> **EXERCISE**: Below are some records; find each line that carries the word "jpeg" and copy it.

Stored dataset items
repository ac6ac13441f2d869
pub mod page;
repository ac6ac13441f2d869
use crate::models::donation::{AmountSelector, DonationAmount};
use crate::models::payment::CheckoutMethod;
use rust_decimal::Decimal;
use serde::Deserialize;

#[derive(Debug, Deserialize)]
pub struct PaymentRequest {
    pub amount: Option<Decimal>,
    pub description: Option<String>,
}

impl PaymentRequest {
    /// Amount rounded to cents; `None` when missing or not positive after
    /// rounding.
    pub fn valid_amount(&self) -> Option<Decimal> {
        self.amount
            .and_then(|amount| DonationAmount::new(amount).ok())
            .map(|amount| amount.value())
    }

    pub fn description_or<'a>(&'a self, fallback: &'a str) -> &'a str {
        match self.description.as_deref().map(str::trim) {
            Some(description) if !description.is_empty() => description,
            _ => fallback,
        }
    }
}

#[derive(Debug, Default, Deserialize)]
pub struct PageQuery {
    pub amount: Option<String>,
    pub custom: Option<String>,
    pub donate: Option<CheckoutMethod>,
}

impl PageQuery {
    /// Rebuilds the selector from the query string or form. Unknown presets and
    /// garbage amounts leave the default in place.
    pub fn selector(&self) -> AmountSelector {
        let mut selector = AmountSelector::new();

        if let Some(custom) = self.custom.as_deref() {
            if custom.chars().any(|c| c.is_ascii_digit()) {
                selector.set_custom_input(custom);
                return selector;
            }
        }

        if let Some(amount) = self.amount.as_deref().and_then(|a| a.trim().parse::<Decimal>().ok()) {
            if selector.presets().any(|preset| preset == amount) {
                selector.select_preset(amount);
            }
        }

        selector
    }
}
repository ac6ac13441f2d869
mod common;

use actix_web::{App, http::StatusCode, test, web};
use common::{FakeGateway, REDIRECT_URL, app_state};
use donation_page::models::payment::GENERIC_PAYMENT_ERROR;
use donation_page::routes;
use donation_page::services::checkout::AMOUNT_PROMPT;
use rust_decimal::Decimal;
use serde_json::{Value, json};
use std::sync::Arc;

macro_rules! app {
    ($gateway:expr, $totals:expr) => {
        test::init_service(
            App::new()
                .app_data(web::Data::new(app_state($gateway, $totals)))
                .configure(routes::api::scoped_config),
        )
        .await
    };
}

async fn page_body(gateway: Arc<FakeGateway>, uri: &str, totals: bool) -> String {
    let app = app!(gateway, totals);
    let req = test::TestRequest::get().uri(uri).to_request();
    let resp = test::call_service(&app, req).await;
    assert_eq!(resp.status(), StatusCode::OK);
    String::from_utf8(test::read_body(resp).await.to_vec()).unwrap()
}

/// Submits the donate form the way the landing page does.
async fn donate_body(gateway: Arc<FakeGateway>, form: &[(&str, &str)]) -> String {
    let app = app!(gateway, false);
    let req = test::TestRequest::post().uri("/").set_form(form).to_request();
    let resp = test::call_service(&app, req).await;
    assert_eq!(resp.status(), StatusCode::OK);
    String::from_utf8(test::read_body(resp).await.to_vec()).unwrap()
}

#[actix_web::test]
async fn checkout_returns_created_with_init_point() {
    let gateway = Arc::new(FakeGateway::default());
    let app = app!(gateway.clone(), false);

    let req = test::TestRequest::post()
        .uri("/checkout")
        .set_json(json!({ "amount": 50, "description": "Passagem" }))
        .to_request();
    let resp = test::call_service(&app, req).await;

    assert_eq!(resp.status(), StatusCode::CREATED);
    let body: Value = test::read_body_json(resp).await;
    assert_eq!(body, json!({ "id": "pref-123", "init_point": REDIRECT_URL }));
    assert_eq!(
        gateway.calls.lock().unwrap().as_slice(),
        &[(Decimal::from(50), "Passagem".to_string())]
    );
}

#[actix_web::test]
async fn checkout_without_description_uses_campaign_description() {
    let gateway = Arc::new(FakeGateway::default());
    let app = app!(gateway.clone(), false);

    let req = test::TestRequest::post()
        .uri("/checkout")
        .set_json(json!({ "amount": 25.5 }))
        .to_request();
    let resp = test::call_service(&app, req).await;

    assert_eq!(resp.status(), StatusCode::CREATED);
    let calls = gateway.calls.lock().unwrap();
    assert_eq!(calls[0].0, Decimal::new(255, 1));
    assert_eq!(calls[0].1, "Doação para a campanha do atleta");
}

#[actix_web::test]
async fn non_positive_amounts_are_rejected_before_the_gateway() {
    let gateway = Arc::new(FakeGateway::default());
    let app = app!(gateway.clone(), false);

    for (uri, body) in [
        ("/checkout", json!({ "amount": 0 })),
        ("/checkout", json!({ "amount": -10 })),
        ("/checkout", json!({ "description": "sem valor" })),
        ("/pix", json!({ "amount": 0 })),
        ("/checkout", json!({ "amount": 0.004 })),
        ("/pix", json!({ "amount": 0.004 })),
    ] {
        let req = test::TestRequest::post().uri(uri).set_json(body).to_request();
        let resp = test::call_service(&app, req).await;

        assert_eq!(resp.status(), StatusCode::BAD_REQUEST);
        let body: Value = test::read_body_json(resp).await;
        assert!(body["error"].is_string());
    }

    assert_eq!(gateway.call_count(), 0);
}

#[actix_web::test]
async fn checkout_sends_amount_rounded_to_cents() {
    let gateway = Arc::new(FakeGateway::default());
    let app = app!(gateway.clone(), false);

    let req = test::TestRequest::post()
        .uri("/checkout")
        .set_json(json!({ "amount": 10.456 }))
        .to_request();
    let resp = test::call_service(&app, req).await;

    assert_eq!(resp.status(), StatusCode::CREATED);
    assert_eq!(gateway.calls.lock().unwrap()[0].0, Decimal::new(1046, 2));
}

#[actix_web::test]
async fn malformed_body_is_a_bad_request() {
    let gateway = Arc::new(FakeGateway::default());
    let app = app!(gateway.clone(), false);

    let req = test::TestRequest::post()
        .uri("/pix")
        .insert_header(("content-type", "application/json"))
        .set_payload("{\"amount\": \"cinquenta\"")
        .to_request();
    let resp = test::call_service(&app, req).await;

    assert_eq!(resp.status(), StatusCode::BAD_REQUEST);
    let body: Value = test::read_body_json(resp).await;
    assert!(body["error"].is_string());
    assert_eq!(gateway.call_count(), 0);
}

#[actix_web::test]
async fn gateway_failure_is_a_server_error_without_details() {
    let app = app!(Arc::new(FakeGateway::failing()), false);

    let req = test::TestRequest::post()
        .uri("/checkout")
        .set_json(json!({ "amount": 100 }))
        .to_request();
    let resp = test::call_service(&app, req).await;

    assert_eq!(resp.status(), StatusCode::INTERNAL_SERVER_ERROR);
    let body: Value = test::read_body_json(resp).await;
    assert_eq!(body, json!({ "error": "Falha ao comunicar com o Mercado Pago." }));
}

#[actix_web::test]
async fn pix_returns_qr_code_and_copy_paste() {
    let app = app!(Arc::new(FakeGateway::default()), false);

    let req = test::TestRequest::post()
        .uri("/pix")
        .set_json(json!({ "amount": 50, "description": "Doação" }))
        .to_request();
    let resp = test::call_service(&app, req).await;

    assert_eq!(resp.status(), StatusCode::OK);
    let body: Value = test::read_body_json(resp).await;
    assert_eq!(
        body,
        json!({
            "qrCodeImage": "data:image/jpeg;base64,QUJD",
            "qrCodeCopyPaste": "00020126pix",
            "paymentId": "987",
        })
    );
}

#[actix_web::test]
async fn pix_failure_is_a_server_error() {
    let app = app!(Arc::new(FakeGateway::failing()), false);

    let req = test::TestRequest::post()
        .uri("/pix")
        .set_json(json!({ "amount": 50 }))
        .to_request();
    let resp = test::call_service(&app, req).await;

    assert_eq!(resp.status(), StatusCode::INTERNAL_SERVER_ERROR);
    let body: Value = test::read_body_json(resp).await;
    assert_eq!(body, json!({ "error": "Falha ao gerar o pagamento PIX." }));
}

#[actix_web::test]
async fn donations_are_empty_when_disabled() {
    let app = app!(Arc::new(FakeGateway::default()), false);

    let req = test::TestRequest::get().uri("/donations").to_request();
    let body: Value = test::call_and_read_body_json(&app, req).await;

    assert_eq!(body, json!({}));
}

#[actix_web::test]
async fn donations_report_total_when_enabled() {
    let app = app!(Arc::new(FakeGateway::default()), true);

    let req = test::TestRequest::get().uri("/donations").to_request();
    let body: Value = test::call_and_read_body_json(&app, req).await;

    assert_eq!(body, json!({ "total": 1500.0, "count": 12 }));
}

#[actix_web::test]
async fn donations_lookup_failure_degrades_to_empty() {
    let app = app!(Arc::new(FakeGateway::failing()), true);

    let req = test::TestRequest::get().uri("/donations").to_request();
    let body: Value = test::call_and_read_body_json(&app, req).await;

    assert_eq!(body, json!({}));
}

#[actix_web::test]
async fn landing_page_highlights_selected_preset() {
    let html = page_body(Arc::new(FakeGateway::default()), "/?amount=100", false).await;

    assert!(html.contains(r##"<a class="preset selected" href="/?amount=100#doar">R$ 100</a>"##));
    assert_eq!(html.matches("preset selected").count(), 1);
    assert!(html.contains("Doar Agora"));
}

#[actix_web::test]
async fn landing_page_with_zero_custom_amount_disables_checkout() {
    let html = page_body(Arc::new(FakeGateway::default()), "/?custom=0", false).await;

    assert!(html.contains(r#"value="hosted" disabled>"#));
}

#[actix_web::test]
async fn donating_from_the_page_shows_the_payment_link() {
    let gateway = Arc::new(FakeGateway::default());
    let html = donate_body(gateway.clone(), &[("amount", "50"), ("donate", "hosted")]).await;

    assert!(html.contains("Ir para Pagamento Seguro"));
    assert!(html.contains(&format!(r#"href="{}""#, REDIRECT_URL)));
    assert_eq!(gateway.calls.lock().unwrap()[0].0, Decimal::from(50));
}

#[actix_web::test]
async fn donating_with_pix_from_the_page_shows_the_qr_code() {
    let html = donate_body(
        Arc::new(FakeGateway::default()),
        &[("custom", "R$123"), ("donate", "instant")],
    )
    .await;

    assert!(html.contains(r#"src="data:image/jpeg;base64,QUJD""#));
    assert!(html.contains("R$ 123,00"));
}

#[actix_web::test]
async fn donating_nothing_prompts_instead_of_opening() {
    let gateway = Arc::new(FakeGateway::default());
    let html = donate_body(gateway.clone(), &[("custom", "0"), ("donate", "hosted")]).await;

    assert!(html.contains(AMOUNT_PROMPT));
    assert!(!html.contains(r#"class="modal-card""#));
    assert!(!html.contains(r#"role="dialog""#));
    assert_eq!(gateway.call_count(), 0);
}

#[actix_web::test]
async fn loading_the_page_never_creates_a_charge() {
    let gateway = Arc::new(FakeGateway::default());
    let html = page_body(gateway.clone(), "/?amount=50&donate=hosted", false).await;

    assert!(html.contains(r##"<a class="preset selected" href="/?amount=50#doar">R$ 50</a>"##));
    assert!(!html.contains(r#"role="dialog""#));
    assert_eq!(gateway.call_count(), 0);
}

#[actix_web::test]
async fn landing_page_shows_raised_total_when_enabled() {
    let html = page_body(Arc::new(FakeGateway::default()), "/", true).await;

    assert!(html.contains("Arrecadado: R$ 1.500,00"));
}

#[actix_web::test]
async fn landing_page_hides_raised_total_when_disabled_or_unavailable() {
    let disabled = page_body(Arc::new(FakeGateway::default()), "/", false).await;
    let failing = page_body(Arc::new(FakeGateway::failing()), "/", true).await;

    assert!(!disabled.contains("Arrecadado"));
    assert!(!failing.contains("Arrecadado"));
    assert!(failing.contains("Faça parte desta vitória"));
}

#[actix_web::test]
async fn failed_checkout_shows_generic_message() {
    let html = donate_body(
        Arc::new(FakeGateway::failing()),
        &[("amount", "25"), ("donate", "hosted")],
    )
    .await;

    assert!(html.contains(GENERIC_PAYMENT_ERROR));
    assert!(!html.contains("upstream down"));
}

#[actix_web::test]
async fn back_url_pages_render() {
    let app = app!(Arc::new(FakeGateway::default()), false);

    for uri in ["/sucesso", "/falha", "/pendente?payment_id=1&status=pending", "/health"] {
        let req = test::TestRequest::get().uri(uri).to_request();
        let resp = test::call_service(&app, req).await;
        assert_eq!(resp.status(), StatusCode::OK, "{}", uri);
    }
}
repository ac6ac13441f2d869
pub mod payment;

> **ANSWER BOX**:
            "qrCodeImage": "data:image/jpeg;base64,QUJD",
    assert!(html.contains(r#"src="data:image/jpeg;base64,QUJD""#));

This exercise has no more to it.